I did a seminar for some respected colleagues at the OU yesterday on James Boyle's book, The Public Domain.
Boyle is an exceptional scholar, activist and storyteller. Needless to day I can't recommend the book highly enough.
In The Public Domain: Enclosing the Commons of the Mind, he eloquently and passionately argues that our culture, science and democracy depend on a delicate balance between ideas that are controlled by intellectual property and those that are freely available in the public domain. He tells a terrific series of engaging stories about, for example, why the building blocks of synthetic biology, business methods, pairs of musical notes are now owned, why blues, jazz or soul music would probably be illegal if it were invented today, why most of 20th century culture is legally unavailable to us, and why the World Wide Web would, most likely, have been killed at birth if lawyers, commerce and policymakers could have reacted quickly enough.
This all adds up to what Boyle calls a 'second enclosure movement' – except that on this occasion we’re not facing an enclosure of the grassy commons of olde Englande but rather an enclosure of the 'commons of the mind' and a serious erosion of the public domain, a state of affairs future generations will rightly condemn us for allowing to happen; at the very point that we have the technical and economic capacity to facilitate universal access to recorded human knowledge, a digital library of Alexandria.
The book, destined to become the standard text in the area, also serves as the Silent Spring of the information society – a clarion call to understand and protect the public domain through scholarship, communication, articulation and recognition of shared interests and values that allow that notion - the public domain - to come into public consciousness and a diverse ecology of activism to support all this. A kind of "environmentalism for information" and the public domain.
Sadly I can't put the slides on Slideshare since I included some audio and video sequences of the evolution of some songs James mentions in the book and a parody animated sequence of Disney characters explaining copyright, fair use and the public domain.
My thanks to John Naughton, who very kindly attended on his first day of long overdue study leave and recorded proceedings, despite having endulged my rants about IP for more years than he would care to remember. So John had already heard the stories and my views on them on mulitple occasions previously. Thanks also to Doug Clow who made a valiant attempt, live blogging, to make some sense of my incoherent ramblings during the afternoon.

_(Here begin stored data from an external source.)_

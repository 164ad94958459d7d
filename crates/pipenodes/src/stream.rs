use async_trait::async_trait;
use pipecore::{Component, ComponentError, RunContext};
use piperuntime::{ComponentFactory, ComponentMetadata};
use serde::Deserialize;

use crate::parse_params;

#[derive(Debug, Deserialize)]
#[serde(default)]
struct EmitParams {
    key: String,
    /// Fail when the key is unset instead of skipping the send
    required: bool,
}

impl Default for EmitParams {
    fn default() -> Self {
        Self {
            key: "output".to_string(),
            required: false,
        }
    }
}

/// Push a context value to the caller's stream sink, if one is attached
pub struct StreamEmitComponent {
    params: EmitParams,
}

#[async_trait]
impl Component for StreamEmitComponent {
    fn kind(&self) -> &str {
        "stream.emit"
    }

    async fn execute(&self, ctx: &RunContext) -> Result<(), ComponentError> {
        let value = match ctx.get(&self.params.key) {
            Some(value) => value,
            None if self.params.required => return Err(ComponentError::MissingInput(self.params.key.clone())),
            None => return Ok(()),
        };

        let Some(sink) = ctx.stream_sink() else {
            tracing::debug!(key = %self.params.key, "No stream sink attached");
            return Ok(());
        };
        // A dropped receiver only means nobody is listening anymore.
        if sink.send(value).is_err() {
            tracing::debug!("Stream receiver closed");
        }
        Ok(())
    }
}

pub struct StreamEmitComponentFactory;

impl ComponentFactory for StreamEmitComponentFactory {
    fn create(&self, parameters: &serde_json::Value) -> Result<Box<dyn Component>, ComponentError> {
        Ok(Box::new(StreamEmitComponent {
            params: parse_params(parameters)?,
        }))
    }

    fn kind(&self) -> &str {
        "stream.emit"
    }

    fn metadata(&self) -> ComponentMetadata {
        ComponentMetadata {
            description: "Send a context value to the run's stream sink".to_string(),
            category: "stream".to_string(),
        }
    }
}
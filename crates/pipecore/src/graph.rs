use serde::{Deserialize, Serialize};
use std::collections::HashMap;

pub type PipelineId = String;
pub type NodeId = String;

/// Persisted, declarative pipeline definition
#[derive(Debug, Clone, Serialize, Deserialize)]
pub struct GraphDefinition {
    pub id: PipelineId,
    #[serde(default)]
    pub name: String,
    #[serde(default, skip_serializing_if = "Option::is_none")]
    pub description: Option<String>,
    #[serde(default = "default_enabled")]
    pub enabled: bool,
    /// Entry node; when absent the single node without inbound edges is used
    #[serde(default, skip_serializing_if = "Option::is_none")]
    pub root: Option<NodeId>,
    #[serde(default)]
    pub nodes: Vec<GraphNodeSpec>,
}

fn default_enabled() -> bool {
    true
}

impl GraphDefinition {
    pub fn new(id: impl Into<String>) -> Self {
        let id = id.into();
        Self {
            name: id.clone(),
            id,
            description: None,
            enabled: true,
            root: None,
            nodes: Vec::new(),
        }
    }

    pub fn with_root(mut self, root: impl Into<String>) -> Self {
        self.root = Some(root.into());
        self
    }

    pub fn with_node(mut self, node: GraphNodeSpec) -> Self {
        self.nodes.push(node);
        self
    }

    pub fn add_node(&mut self, node: GraphNodeSpec) -> NodeId {
        let id = node.id.clone();
        self.nodes.push(node);
        id
    }

    /// Declare `from -> to` on both endpoints.
    pub fn connect(&mut self, from: &str, to: &str) {
        if let Some(node) = self.nodes.iter_mut().find(|n| n.id == from) {
            if !node.downstream.iter().any(|d| d == to) {
                node.downstream.push(to.to_string());
            }
        }
        if let Some(node) = self.nodes.iter_mut().find(|n| n.id == to) {
            if !node.upstream.iter().any(|u| u == from) {
                node.upstream.push(from.to_string());
            }
        }
    }

    /// Declare `from -> to` gated by a condition predicate.
    pub fn connect_when(&mut self, from: &str, to: &str, condition: impl Into<String>) {
        self.connect(from, to);
        if let Some(node) = self.nodes.iter_mut().find(|n| n.id == from) {
            node.downstream_conditions
                .insert(to.to_string(), condition.into());
        }
    }

    pub fn find_node(&self, id: &str) -> Option<&GraphNodeSpec> {
        self.nodes.iter().find(|n| n.id == id)
    }
}

/// One node position in a graph definition
#[derive(Debug, Clone, Serialize, Deserialize)]
pub struct GraphNodeSpec {
    pub id: NodeId,
    /// Registry key; defaults to `id` when absent
    #[serde(default, alias = "baseComponentId", skip_serializing_if = "Option::is_none")]
    pub base_component_id: Option<String>,
    /// Override merged onto the prototype's parameters. Empty means the node
    /// shares the prototype instance.
    #[serde(default, skip_serializing_if = "serde_json::Value::is_null")]
    pub parameter: serde_json::Value,
    #[serde(default, alias = "upstreamIds", alias = "upstream_ids")]
    pub upstream: Vec<NodeId>,
    #[serde(default, alias = "downstreamIds", alias = "downstream_ids")]
    pub downstream: Vec<NodeId>,
    /// Predicate source per downstream node id
    #[serde(default, alias = "downstreamConditions", skip_serializing_if = "HashMap::is_empty")]
    pub downstream_conditions: HashMap<NodeId, String>,
}

impl GraphNodeSpec {
    pub fn new(id: impl Into<String>) -> Self {
        Self {
            id: id.into(),
            base_component_id: None,
            parameter: serde_json::Value::Null,
            upstream: Vec::new(),
            downstream: Vec::new(),
            downstream_conditions: HashMap::new(),
        }
    }

    pub fn with_component(mut self, component: impl Into<String>) -> Self {
        self.base_component_id = Some(component.into());
        self
    }

    pub fn with_parameter(mut self, parameter: serde_json::Value) -> Self {
        self.parameter = parameter;
        self
    }

    pub fn component_id(&self) -> &str {
        self.base_component_id.as_deref().unwrap_or(&self.id)
    }
}

#[cfg(test)]
mod tests {
    use super::*;

    #[test]
    fn test_missing_lists_default_to_empty() {
        let def: GraphDefinition = serde_json::from_str(
            r#"{"id": "qa", "nodes": [{"id": "begin"}, {"id": "answer", "base_component_id": "generate"}]}"#,
        )
        .unwrap();
        assert!(def.enabled);
        let begin = def.find_node("begin").unwrap();
        assert!(begin.upstream.is_empty());
        assert!(begin.downstream.is_empty());
        assert!(begin.parameter.is_null());
        assert_eq!(begin.component_id(), "begin");
        assert_eq!(def.find_node("answer").unwrap().component_id(), "generate");
    }

    #[test]
    fn test_connect_when_records_both_ends() {
        let mut def = GraphDefinition::new("p")
            .with_node(GraphNodeSpec::new("a"))
            .with_node(GraphNodeSpec::new("b"));
        def.connect_when("a", "b", r#"intent == "search""#);
        def.connect("a", "b");
        let a = def.find_node("a").unwrap();
        assert_eq!(a.downstream, vec!["b".to_string()]);
        assert_eq!(a.downstream_conditions.get("b").map(String::as_str), Some(r#"intent == "search""#));
        assert_eq!(def.find_node("b").unwrap().upstream, vec!["a".to_string()]);
    }

    #[test]
    fn test_store_document_field_names() {
        let def: GraphDefinition = serde_json::from_str(
            r#"{"id": "p", "nodes": [
                {"id": "A", "baseComponentId": "step", "downstreamIds": ["B"],
                 "downstreamConditions": {"B": "score > 1"}},
                {"id": "B", "baseComponentId": "step", "upstreamIds": ["A"]}
            ]}"#,
        )
        .unwrap();
        let a = def.find_node("A").unwrap();
        assert_eq!(a.component_id(), "step");
        assert_eq!(a.downstream, vec!["B".to_string()]);
        assert_eq!(a.downstream_conditions.get("B").map(String::as_str), Some("score > 1"));
        let b = def.find_node("B").unwrap();
        assert_eq!(b.component_id(), "step");
        assert_eq!(b.upstream, vec!["A".to_string()]);
    }
}
use thiserror::Error;

/// Terminal result of a pipeline compile or run.
#[derive(Error, Debug)]
pub enum PipelineError {
    #[error("Graph error: {0}")]
    Graph(#[from] GraphError),

    #[error("Node '{node_id}' has no usable component: {reason}")]
    MissingComponent { node_id: String, reason: String },

    #[error("Condition on edge {from} -> {to} failed to evaluate: {message}")]
    ConditionEval {
        from: String,
        to: String,
        message: String,
    },

    #[error("Node '{node_id}' failed: {source}")]
    ComponentExecution {
        node_id: String,
        #[source]
        source: ComponentError,
    },

    #[error("Run cancelled")]
    Cancelled,

    #[error("Run exceeded the limit of {0} node executions")]
    StepLimitExceeded(usize),

    #[error("Execution error: {0}")]
    Execution(String),

    #[error("IO error: {0}")]
    Io(#[from] std::io::Error),

    #[error("Serialization error: {0}")]
    Serialization(#[from] serde_json::Error),
}

/// Errors raised by a component's `initialize` or `execute`.
#[derive(Error, Debug, Clone)]
pub enum ComponentError {
    #[error("Missing required input: {0}")]
    MissingInput(String),

    #[error("Invalid input type for '{field}': expected {expected}, got {actual}")]
    InvalidInputType {
        field: String,
        expected: String,
        actual: String,
    },

    #[error("Configuration error: {0}")]
    Configuration(String),

    #[error("Execution failed: {0}")]
    ExecutionFailed(String),

    #[error("Component initialization failed: {0}")]
    InitializationFailed(String),

    #[error("Timeout after {millis}ms")]
    Timeout { millis: u64 },

    #[error("Cancelled")]
    Cancelled,
}

/// Compile-time errors: a graph that fails any of these never starts running.
#[derive(Error, Debug, Clone)]
pub enum GraphError {
    #[error("Pipeline not found: {0}")]
    NotFound(String),

    #[error("Invalid pipeline: {0}")]
    Invalid(String),

    #[error("Cyclic dependency detected")]
    CyclicDependency,

    #[error("Node not found: {0}")]
    NodeNotFound(String),

    #[error("Unknown component type: {0}")]
    UnknownComponentType(String),

    #[error("Invalid condition on edge {from} -> {to}: {message}")]
    InvalidCondition {
        from: String,
        to: String,
        message: String,
    },

    #[error("Recursive pipeline reference: {0}")]
    RecursivePipeline(String),

    #[error("Invalid parameter for '{component}': {message}")]
    InvalidParameter { component: String, message: String },
}

impl PipelineError {
    /// Node the failure is attributed to, when there is one.
    pub fn node_id(&self) -> Option<&str> {
        match self {
            PipelineError::MissingComponent { node_id, .. }
            | PipelineError::ComponentExecution { node_id, .. } => Some(node_id),
            PipelineError::ConditionEval { to, .. } => Some(to),
            _ => None,
        }
    }
}
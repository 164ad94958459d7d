//! Pipeline execution runtime
//!
//! This crate compiles graph definitions into run-private execution graphs,
//! manages the component registry and schedules concurrent node execution.

mod compiler;
mod executor;
mod graph;
mod loader;
mod registry;
mod runtime;
mod store;
mod subpipeline;

pub use compiler::GraphCompiler;
pub use executor::{PipelineExecutor, RunOutcome, RunSummary};
pub use graph::{ComponentSlot, ExecutionGraph, ExecutionNode, NodeStatus, OutEdge};
pub use loader::{JsonPrototypeSource, PrototypeSource, PrototypeSpec, StaticPrototypeSource};
pub use registry::{
    ComponentFactory, ComponentMetadata, ComponentPrototype, ComponentRegistry, PrototypeMap,
};
pub use runtime::{PipelineRuntime, RuntimeConfig};
pub use store::{DirPipelineStore, InMemoryPipelineStore, PipelineStore};
pub use subpipeline::SubPipeline;
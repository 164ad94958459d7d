use crate::compiler::GraphCompiler;
use crate::executor::{PipelineExecutor, RunOutcome};
use crate::graph::ExecutionGraph;
use crate::loader::PrototypeSource;
use crate::registry::ComponentRegistry;
use crate::store::{InMemoryPipelineStore, PipelineStore};
use pipecore::{EventBus, GraphDefinition, GraphError, PipelineError, PipelineEvent, RunContext};
use serde::Deserialize;
use std::collections::HashMap;
use std::sync::Arc;
use std::time::Duration;
use tokio::sync::RwLock;

/// Main entry point: compiles and runs pipelines against a shared registry
pub struct PipelineRuntime {
    registry: Arc<ComponentRegistry>,
    store: Arc<dyn PipelineStore>,
    compiler: GraphCompiler,
    executor: PipelineExecutor,
    event_bus: EventBus,
    definitions: RwLock<HashMap<String, Arc<GraphDefinition>>>,
}

impl PipelineRuntime {
    /// Runtime with an empty in-memory pipeline store
    pub fn new(registry: Arc<ComponentRegistry>, config: RuntimeConfig) -> Self {
        Self::with_store(registry, Arc::new(InMemoryPipelineStore::new()), config)
    }

    /// Runtime resolving pipelines (and nested sub-pipelines) from `store`
    pub fn with_store(
        registry: Arc<ComponentRegistry>,
        store: Arc<dyn PipelineStore>,
        config: RuntimeConfig,
    ) -> Self {
        let event_bus = EventBus::new(config.event_buffer_size);
        let nested = PipelineExecutor::new(config.max_parallel_nodes, config.max_steps);
        let executor = nested.clone().with_deadline(config.run_timeout());
        let compiler = GraphCompiler::new(Arc::clone(&registry))
            .with_store(Arc::clone(&store))
            .with_executor(nested, event_bus.clone())
            .with_max_depth(config.max_nesting_depth);

        Self {
            registry,
            store,
            compiler,
            executor,
            event_bus,
            definitions: RwLock::new(HashMap::new()),
        }
    }

    /// Get access to the component registry
    pub fn registry(&self) -> &Arc<ComponentRegistry> {
        &self.registry
    }

    /// Load a pipeline definition, caching it until invalidated
    pub async fn definition(&self, pipeline_id: &str) -> Result<Arc<GraphDefinition>, PipelineError> {
        if let Some(definition) = self.definitions.read().await.get(pipeline_id) {
            return Ok(Arc::clone(definition));
        }

        let definition = self
            .store
            .find_enabled(pipeline_id)
            .await?
            .ok_or_else(|| GraphError::NotFound(pipeline_id.to_string()))?;
        let definition = Arc::new(definition);

        self.definitions
            .write()
            .await
            .insert(pipeline_id.to_string(), Arc::clone(&definition));
        Ok(definition)
    }

    /// Drop a cached definition so the next run reloads it from the store
    pub async fn invalidate(&self, pipeline_id: &str) {
        self.definitions.write().await.remove(pipeline_id);
    }

    pub async fn invalidate_all(&self) {
        self.definitions.write().await.clear();
    }

    /// Replace all component prototypes. Runs already compiled keep the
    /// instances they resolved; later compiles see the new map.
    pub async fn reload_components(&self, source: &dyn PrototypeSource) -> Result<usize, PipelineError> {
        self.registry.reload(source).await
    }

    /// Compile a definition without running it
    pub async fn compile(&self, definition: &GraphDefinition) -> Result<ExecutionGraph, PipelineError> {
        self.compiler.compile(definition).await
    }

    /// Run a stored pipeline by id
    pub async fn run(&self, pipeline_id: &str, ctx: RunContext) -> Result<RunOutcome, PipelineError> {
        let definition = self.definition(pipeline_id).await?;
        self.run_definition(&definition, ctx).await
    }

    /// Run a definition directly (without the store)
    pub async fn run_definition(
        &self,
        definition: &GraphDefinition,
        ctx: RunContext,
    ) -> Result<RunOutcome, PipelineError> {
        let graph = self.compiler.compile(definition).await?;
        self.executor
            .execute(Arc::new(graph), ctx, &self.event_bus)
            .await
    }

    /// Subscribe to run events
    pub fn subscribe_events(&self) -> tokio::sync::broadcast::Receiver<PipelineEvent> {
        self.event_bus.subscribe()
    }

    /// Get the event bus for direct access
    pub fn event_bus(&self) -> &EventBus {
        &self.event_bus
    }
}

/// Configuration for the runtime
#[derive(Debug, Clone, Deserialize)]
#[serde(default)]
pub struct RuntimeConfig {
    /// In-flight component executions allowed per run
    pub max_parallel_nodes: usize,
    pub event_buffer_size: usize,
    /// Node executions allowed per run, counting repeats
    pub max_steps: usize,
    pub run_timeout_ms: Option<u64>,
    pub max_nesting_depth: usize,
}

impl RuntimeConfig {
    pub fn run_timeout(&self) -> Option<Duration> {
        self.run_timeout_ms.map(Duration::from_millis)
    }
}

impl Default for RuntimeConfig {
    fn default() -> Self {
        Self {
            max_parallel_nodes: 10,
            event_buffer_size: 1000,
            max_steps: 500,
            run_timeout_ms: None,
            max_nesting_depth: 8,
        }
    }
}
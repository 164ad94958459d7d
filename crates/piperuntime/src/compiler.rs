use crate::executor::PipelineExecutor;
use crate::graph::{ComponentSlot, ExecutionGraph, ExecutionNode, OutEdge};
use crate::registry::{ComponentRegistry, PrototypeMap};
use crate::store::PipelineStore;
use crate::subpipeline::SubPipeline;
use futures::future::BoxFuture;
use futures::FutureExt;
use petgraph::algo::toposort;
use petgraph::graph::DiGraph;
use pipecore::{
    is_empty_parameter, Condition, EventBus, GraphDefinition, GraphError, GraphNodeSpec, NodeId,
    PipelineError,
};
use std::collections::{HashMap, HashSet};
use std::sync::Arc;

/// Turns graph definitions into run-private execution graphs
pub struct GraphCompiler {
    registry: Arc<ComponentRegistry>,
    store: Option<Arc<dyn PipelineStore>>,
    executor: PipelineExecutor,
    event_bus: EventBus,
    max_depth: usize,
}

impl GraphCompiler {
    pub fn new(registry: Arc<ComponentRegistry>) -> Self {
        Self {
            registry,
            store: None,
            executor: PipelineExecutor::default(),
            event_bus: EventBus::default(),
            max_depth: 8,
        }
    }

    /// Resolve unknown component ids as nested pipelines from `store`
    pub fn with_store(mut self, store: Arc<dyn PipelineStore>) -> Self {
        self.store = Some(store);
        self
    }

    /// Executor and event bus used by nested sub-pipelines
    pub fn with_executor(mut self, executor: PipelineExecutor, event_bus: EventBus) -> Self {
        self.executor = executor;
        self.event_bus = event_bus;
        self
    }

    pub fn with_max_depth(mut self, max_depth: usize) -> Self {
        self.max_depth = max_depth.max(1);
        self
    }

    /// Compile against the registry snapshot current at call time
    pub async fn compile(&self, definition: &GraphDefinition) -> Result<ExecutionGraph, PipelineError> {
        let prototypes = self.registry.snapshot();
        self.compile_with(definition, prototypes, vec![definition.id.clone()])
            .await
    }

    fn compile_with<'a>(
        &'a self,
        definition: &'a GraphDefinition,
        prototypes: Arc<PrototypeMap>,
        stack: Vec<String>,
    ) -> BoxFuture<'a, Result<ExecutionGraph, PipelineError>> {
        async move {
            let layout = Layout::build(definition)?;

            // Every condition must parse before any component is instantiated.
            let mut edges = HashMap::with_capacity(definition.nodes.len());
            for spec in &definition.nodes {
                edges.insert(spec.id.clone(), layout.outgoing(&spec.id, spec)?);
            }

            let mut nodes = HashMap::with_capacity(definition.nodes.len());
            for spec in &definition.nodes {
                let component = self.resolve(spec, &prototypes, &stack).await?;
                let downstream = edges.remove(&spec.id).unwrap_or_default();
                nodes.insert(
                    spec.id.clone(),
                    ExecutionNode {
                        id: spec.id.clone(),
                        component_id: spec.component_id().to_string(),
                        component,
                        upstream: layout.incoming(&spec.id),
                        downstream,
                    },
                );
            }

            tracing::debug!(
                pipeline = %definition.id,
                nodes = nodes.len(),
                root = %layout.root,
                "Compiled pipeline"
            );

            Ok(ExecutionGraph {
                pipeline_id: definition.id.clone(),
                root: layout.root,
                nodes,
            })
        }
        .boxed()
    }

    async fn resolve(
        &self,
        spec: &GraphNodeSpec,
        prototypes: &Arc<PrototypeMap>,
        stack: &[String],
    ) -> Result<ComponentSlot, PipelineError> {
        let component_id = spec.component_id();

        if let Some(prototype) = prototypes.get(component_id) {
            if is_empty_parameter(&spec.parameter) {
                return Ok(ComponentSlot::Ready(prototype.shared()));
            }

            let overrides = match parse_parameter(&spec.parameter) {
                Ok(overrides) => overrides,
                Err(reason) => {
                    tracing::warn!(node_id = %spec.id, "Unusable parameter: {}", reason);
                    return Ok(ComponentSlot::Unusable(reason));
                }
            };
            return Ok(match prototype.instantiate(&spec.id, &overrides).await {
                Ok(component) => ComponentSlot::Ready(Arc::from(component)),
                Err(e) => {
                    tracing::warn!(node_id = %spec.id, component = %component_id, "Component initialization failed: {}", e);
                    ComponentSlot::Unusable(e.to_string())
                }
            });
        }

        let Some(store) = &self.store else {
            return Err(GraphError::UnknownComponentType(component_id.to_string()).into());
        };
        if stack.iter().any(|id| id == component_id) {
            return Err(GraphError::RecursivePipeline(format!(
                "{} -> {}",
                stack.join(" -> "),
                component_id
            ))
            .into());
        }
        if stack.len() >= self.max_depth {
            return Err(GraphError::Invalid(format!(
                "sub-pipeline nesting deeper than {} at '{}'",
                self.max_depth, component_id
            ))
            .into());
        }

        let Some(nested) = store.find_enabled(component_id).await? else {
            return Err(GraphError::UnknownComponentType(component_id.to_string()).into());
        };
        if !is_empty_parameter(&spec.parameter) {
            tracing::warn!(node_id = %spec.id, pipeline = %component_id, "Parameter ignored for sub-pipeline node");
        }

        let mut nested_stack = stack.to_vec();
        nested_stack.push(component_id.to_string());
        let graph = self
            .compile_with(&nested, Arc::clone(prototypes), nested_stack)
            .await?;

        Ok(ComponentSlot::Ready(Arc::new(SubPipeline::new(
            Arc::new(graph),
            self.executor.clone(),
            self.event_bus.clone(),
        ))))
    }
}

/// Parameter overrides arrive either as JSON or as JSON text.
fn parse_parameter(parameter: &serde_json::Value) -> Result<serde_json::Value, String> {
    match parameter {
        serde_json::Value::String(text) => serde_json::from_str(text)
            .map_err(|e| format!("parameter is not valid JSON: {}", e)),
        other => Ok(other.clone()),
    }
}

/// Validated edge set of a definition.
///
/// An edge `a -> b` exists when `b` is in `a.downstream`, `a` is in
/// `b.upstream`, or `a` carries a condition for `b`.
struct Layout {
    root: NodeId,
    outgoing: HashMap<NodeId, Vec<NodeId>>,
    incoming: HashMap<NodeId, Vec<NodeId>>,
}

impl Layout {
    fn build(definition: &GraphDefinition) -> Result<Self, GraphError> {
        if definition.nodes.is_empty() {
            return Err(GraphError::Invalid(format!(
                "pipeline '{}' has no nodes",
                definition.id
            )));
        }

        let mut ids = HashSet::new();
        for node in &definition.nodes {
            if !ids.insert(node.id.as_str()) {
                return Err(GraphError::Invalid(format!("duplicate node id '{}'", node.id)));
            }
        }

        let mut outgoing: HashMap<NodeId, Vec<NodeId>> = HashMap::new();
        let mut incoming: HashMap<NodeId, Vec<NodeId>> = HashMap::new();
        let mut add_edge = |from: &str, to: &str| -> Result<(), GraphError> {
            for id in [from, to] {
                if !ids.contains(id) {
                    return Err(GraphError::NodeNotFound(id.to_string()));
                }
            }
            let targets = outgoing.entry(from.to_string()).or_default();
            if !targets.iter().any(|t| t == to) {
                targets.push(to.to_string());
                incoming.entry(to.to_string()).or_default().push(from.to_string());
            }
            Ok(())
        };

        for node in &definition.nodes {
            for to in &node.downstream {
                add_edge(&node.id, to)?;
            }
            for from in &node.upstream {
                add_edge(from, &node.id)?;
            }
            let mut conditioned: Vec<&NodeId> = node.downstream_conditions.keys().collect();
            conditioned.sort();
            for to in conditioned {
                add_edge(&node.id, to)?;
            }
        }

        let mut graph = DiGraph::<&str, ()>::new();
        let index: HashMap<&str, _> = definition
            .nodes
            .iter()
            .map(|n| (n.id.as_str(), graph.add_node(n.id.as_str())))
            .collect();
        for (from, targets) in &outgoing {
            for to in targets {
                graph.add_edge(index[from.as_str()], index[to.as_str()], ());
            }
        }
        if toposort(&graph, None).is_err() {
            return Err(GraphError::CyclicDependency);
        }

        let root = match &definition.root {
            Some(root) if ids.contains(root.as_str()) => root.clone(),
            Some(root) => return Err(GraphError::NodeNotFound(root.clone())),
            None => {
                let entries: Vec<&str> = definition
                    .nodes
                    .iter()
                    .filter(|n| !incoming.contains_key(&n.id))
                    .map(|n| n.id.as_str())
                    .collect();
                match entries.as_slice() {
                    [single] => single.to_string(),
                    [] => return Err(GraphError::Invalid("no entry node".to_string())),
                    many => {
                        return Err(GraphError::Invalid(format!(
                            "ambiguous entry node, set `root` (candidates: {})",
                            many.join(", ")
                        )))
                    }
                }
            }
        };

        Ok(Self {
            root,
            outgoing,
            incoming,
        })
    }

    fn incoming(&self, id: &str) -> Vec<NodeId> {
        self.incoming.get(id).cloned().unwrap_or_default()
    }

    /// Outgoing edges of `id`, each with its condition parsed once.
    fn outgoing(&self, id: &str, spec: &GraphNodeSpec) -> Result<Vec<OutEdge>, GraphError> {
        let targets = match self.outgoing.get(id) {
            Some(targets) => targets,
            None => return Ok(Vec::new()),
        };

        targets
            .iter()
            .map(|to| {
                let condition = match spec.downstream_conditions.get(to) {
                    Some(source) if !source.trim().is_empty() => {
                        Some(Condition::parse(source).map_err(|e| GraphError::InvalidCondition {
                            from: id.to_string(),
                            to: to.clone(),
                            message: e.to_string(),
                        })?)
                    }
                    _ => None,
                };
                Ok(OutEdge {
                    to: to.clone(),
                    condition,
                })
            })
            .collect()
    }
}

In the final chapter of the book James makes a persuasive and heartfelt plea for a politics of the public domain. Although I'm pessimistic about his vision coming to pass I was just thinking in preparing for the seminar and following on from my presentation at the Gikii conference recently, wouldn't it be nice to have a visual representation of the erosion of the public domain equivalent to the kind of work James Balog does with the Extreme Ice Survey on glaciers.
Update: Just a PS for policymakers. When you do get round to reading The Public Domain and you should, pay particular attention to what Professor Boyle calls the "Jefferson warning" and its corrolary the "Sony axiom".
Update 2: Diane Coyle aka the enlightened economist posted a terrific review of the book at more or less the same time as I was discussing it yesterday.